I stole most of the design language for this blog from Gregory Gundersen with consent implied by How I Built this Blog.

I find jekyll and similar systems too opinionated on folder structure. Static site generators all seem to demand you structure your website a certain way.

I want to ensure I never break links, so I am running a custom static site generation toolchain using:

  • python
  • frontmatter
    • Watch out for "no tabs in YAML".
  • jinja2
    • I don't think I would use jinja in prod, but it is great for offline use.
  • mistune
    • I had some trouble managing the plugins, but the default parser does everything I want.

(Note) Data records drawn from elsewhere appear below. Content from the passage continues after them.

//! Create a new post

use anyhow::Result;
use std::fs;

use crate::helpers::slugify;
use crate::Folio;

/// Create a new post file under the blog directory
pub fn run(folio: &Folio, title: &str) -> Result<()> {
    let now = chrono::Local::now();
    let slug = slugify(title);

    let target_dir = folio.source_dir.join(&folio.config.blog_dir);
    fs::create_dir_all(&target_dir)?;

    let file_path = target_dir.join(format!("{}.md", slug));
    if file_path.exists() {
        anyhow::bail!("File already exists: {:?}", file_path);
    }

    let content = format!(
        r#"---
title: {}
date: {}
categories: []
---

"#,
        title,
        now.format("%Y-%m-%d %H:%M:%S")
    );

    fs::write(&file_path, content)?;

    println!("Created: {:?}", file_path);

    Ok(())
}

#[cfg(test)]
mod tests {
    use super::*;
    use tempfile::TempDir;

    #[test]
    fn test_creates_post_with_slug_filename() {
        let dir = TempDir::new().unwrap();
        let folio = Folio::new(dir.path()).unwrap();

        run(&folio, "My First Post!").unwrap();

        let path = dir.path().join("content/blog/my-first-post.md");
        assert!(path.exists());
        let content = fs::read_to_string(path).unwrap();
        assert!(content.contains("title: My First Post!"));
    }

    #[test]
    fn test_refuses_to_overwrite() {
        let dir = TempDir::new().unwrap();
        let folio = Folio::new(dir.path()).unwrap();

        run(&folio, "Duplicate").unwrap();
        assert!(run(&folio, "Duplicate").is_err());
    }
}
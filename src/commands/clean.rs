//! Clean the public directory

use anyhow::Result;
use std::fs;

use crate::cache::CacheDb;
use crate::Folio;

/// Clean the public directory and the build cache
pub fn run(folio: &Folio) -> Result<()> {
    if folio.public_dir.exists() {
        fs::remove_dir_all(&folio.public_dir)?;
        tracing::info!("Deleted: {:?}", folio.public_dir);
    }

    CacheDb::clear(&folio.base_dir)?;

    Ok(())
}
//! Configuration module

mod site;

pub use site::ContactConfig;
pub use site::SiteConfig;
pub use site::ThemeConfig;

I like putting basically all the configuration required into frontmatter. The script itself is actually simple enough to cite here:

# scan the content of the blog

import glob

files = glob.glob("content/" + '**/*.md', recursive=True)

# resources

import frontmatter

resources = [frontmatter.load(f) for f in files]

tags = {}

# build an index of tags to pages

for r in resources:
	if "_tags" in r.keys():
		for t in r["_tags"]:
			if t in tags.keys():
				tags[t].append(r)
			else:
				tags[t] = [r]

# apply templates to resources

from jinja2 import Environment, FileSystemLoader

environment = Environment(loader=FileSystemLoader("templates/"))

import os, os.path

def safe_open_w(path):
    os.makedirs(os.path.dirname(path), exist_ok=True)
    return open(path, 'w')

import mistune

for r in resources:
	print(r["title"])
	template = environment.get_template(r["_template"])
	output = template.render(args=r, content=mistune.html(str(r)), tags=tags)

	for o in r["_targets"]:
		print(o)
		with safe_open_w(os.path.join("output/",o)) as fp:
			fp.write(output)


With this, I generate my articles. I can use the tag system to procedurally generate my indexes and rss feed.